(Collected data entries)

════

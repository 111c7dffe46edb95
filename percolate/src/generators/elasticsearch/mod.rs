//! Elasticsearch query generator
//!
//! Compiles criteria into the engine's boolean clause tree rather than
//! flat text. The envelope differs between pre-5.x and 5.x+ clusters
//! (legacy `fields` projection and `missing` clauses versus `_source`
//! includes and negated `exists`), selected by [`EsCompat`].

mod clauses;

use std::collections::BTreeMap;

use serde_json::{Map, Value as Json};
use tracing::debug;

use super::{Generator, obj};
use crate::error::FilterError;
use crate::filter::{Conjunction, Criterion, Filter, Operator, Value};

const BACKEND: &str = "elasticsearch";

/// Minimum cluster generation the payload must be compatible with.
#[derive(Debug, Clone, Copy, PartialEq, Eq, Default)]
pub enum EsCompat {
    /// Pre-5.x: top-level `fields` projection, `missing` clauses.
    Legacy,
    /// 5.x and later: `_source` includes, `exists` negation.
    #[default]
    Modern,
}

/// Elasticsearch query generator.
#[derive(Debug, Clone, Default)]
pub struct Elasticsearch {
    pub compat: EsCompat,
    /// Default conjunction for `fulltext` query-string queries.
    pub fulltext_default_and: bool,

    collection: String,
    fields: Vec<String>,
    criteria: Vec<Json>,
    options: BTreeMap<String, Value>,
    values: Vec<Value>,
    payload: Vec<u8>,
}

impl Elasticsearch {
    pub fn new() -> Self {
        Self {
            fulltext_default_and: true,
            ..Self::default()
        }
    }

    /// A generator targeting pre-5.x clusters.
    pub fn legacy() -> Self {
        Self {
            compat: EsCompat::Legacy,
            ..Self::new()
        }
    }

    fn build_sort(&self, filter: &Filter) -> Json {
        let directives: Vec<Json> = filter
            .sort_specs()
            .iter()
            .map(|s| {
                let direction = if s.descending { "desc" } else { "asc" };

                match self.compat {
                    EsCompat::Modern => obj(&s.field, obj("order", Json::from(direction))),
                    EsCompat::Legacy => obj(&s.field, Json::from(direction)),
                }
            })
            .collect();

        Json::Array(directives)
    }
}

impl Generator for Elasticsearch {
    fn initialize(&mut self, collection: &str) -> Result<(), FilterError> {
        self.reset();
        self.collection = collection.to_string();
        Ok(())
    }

    fn finalize(&mut self, filter: &Filter) -> Result<(), FilterError> {
        let query = if filter.is_match_all() {
            obj("match_all", Json::Object(Map::new()))
        } else {
            let context = match filter.conjunction {
                Conjunction::And => "must",
                Conjunction::Or => "should",
            };

            obj("bool", obj(context, Json::Array(self.criteria.clone())))
        };

        let mut document = Map::new();
        document.insert("query".to_string(), query);

        if filter.offset > 0 {
            document.insert("from".to_string(), Json::from(filter.offset));
        }

        if filter.limit > 0 {
            document.insert("size".to_string(), Json::from(filter.limit));
        }

        if !filter.sort.is_empty() {
            document.insert("sort".to_string(), self.build_sort(filter));
        }

        if !self.fields.is_empty() {
            let fields: Vec<Json> = self.fields.iter().map(|f| Json::from(f.as_str())).collect();

            match self.compat {
                EsCompat::Modern => {
                    document.insert(
                        "_source".to_string(),
                        obj("include", Json::Array(fields)),
                    );
                }
                EsCompat::Legacy => {
                    document.insert("fields".to_string(), Json::Array(fields));
                }
            }
        }

        self.payload = serde_json::to_vec_pretty(&Json::Object(document))
            .expect("a JSON document always serializes");

        debug!(
            collection = %self.collection,
            clauses = self.criteria.len(),
            "assembled elasticsearch query"
        );

        Ok(())
    }

    fn with_field(&mut self, field: &str) -> Result<(), FilterError> {
        self.fields.push(field.to_string());
        Ok(())
    }

    fn with_criterion(&mut self, criterion: Criterion) -> Result<(), FilterError> {
        if criterion.values.is_empty() {
            return Err(FilterError::EmptyValues {
                field: criterion.field,
            });
        }

        let clause = match &criterion.operator {
            Operator::Is => self.is_clause(&criterion),
            Operator::Not => self.not_clause(&criterion),
            Operator::Like => self.like_clause(&criterion),
            Operator::Unlike => self.unlike_clause(&criterion),
            Operator::Contains | Operator::Prefix | Operator::Suffix => {
                self.pattern_clause(&criterion)
            }
            Operator::Gt | Operator::Gte | Operator::Lt | Operator::Lte => {
                self.range_clause(&criterion)
            }
            Operator::Fulltext => self.fulltext_clause(&criterion),
            other => Err(FilterError::unimplemented(BACKEND, other)),
        }?;

        self.criteria.push(clause);
        Ok(())
    }

    fn set_option(&mut self, key: &str, value: Value) -> Result<(), FilterError> {
        self.options.insert(key.to_string(), value);
        Ok(())
    }

    fn payload(&self) -> Vec<u8> {
        self.payload.clone()
    }

    fn values(&self) -> Vec<Value> {
        self.values.clone()
    }

    fn reset(&mut self) {
        self.collection.clear();
        self.fields.clear();
        self.criteria.clear();
        self.options.clear();
        self.values.clear();
        self.payload.clear();
    }
}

════

Using the records above, copy each line that contains "push".

        self.fields.push(field.to_string());
        self.criteria.push(clause);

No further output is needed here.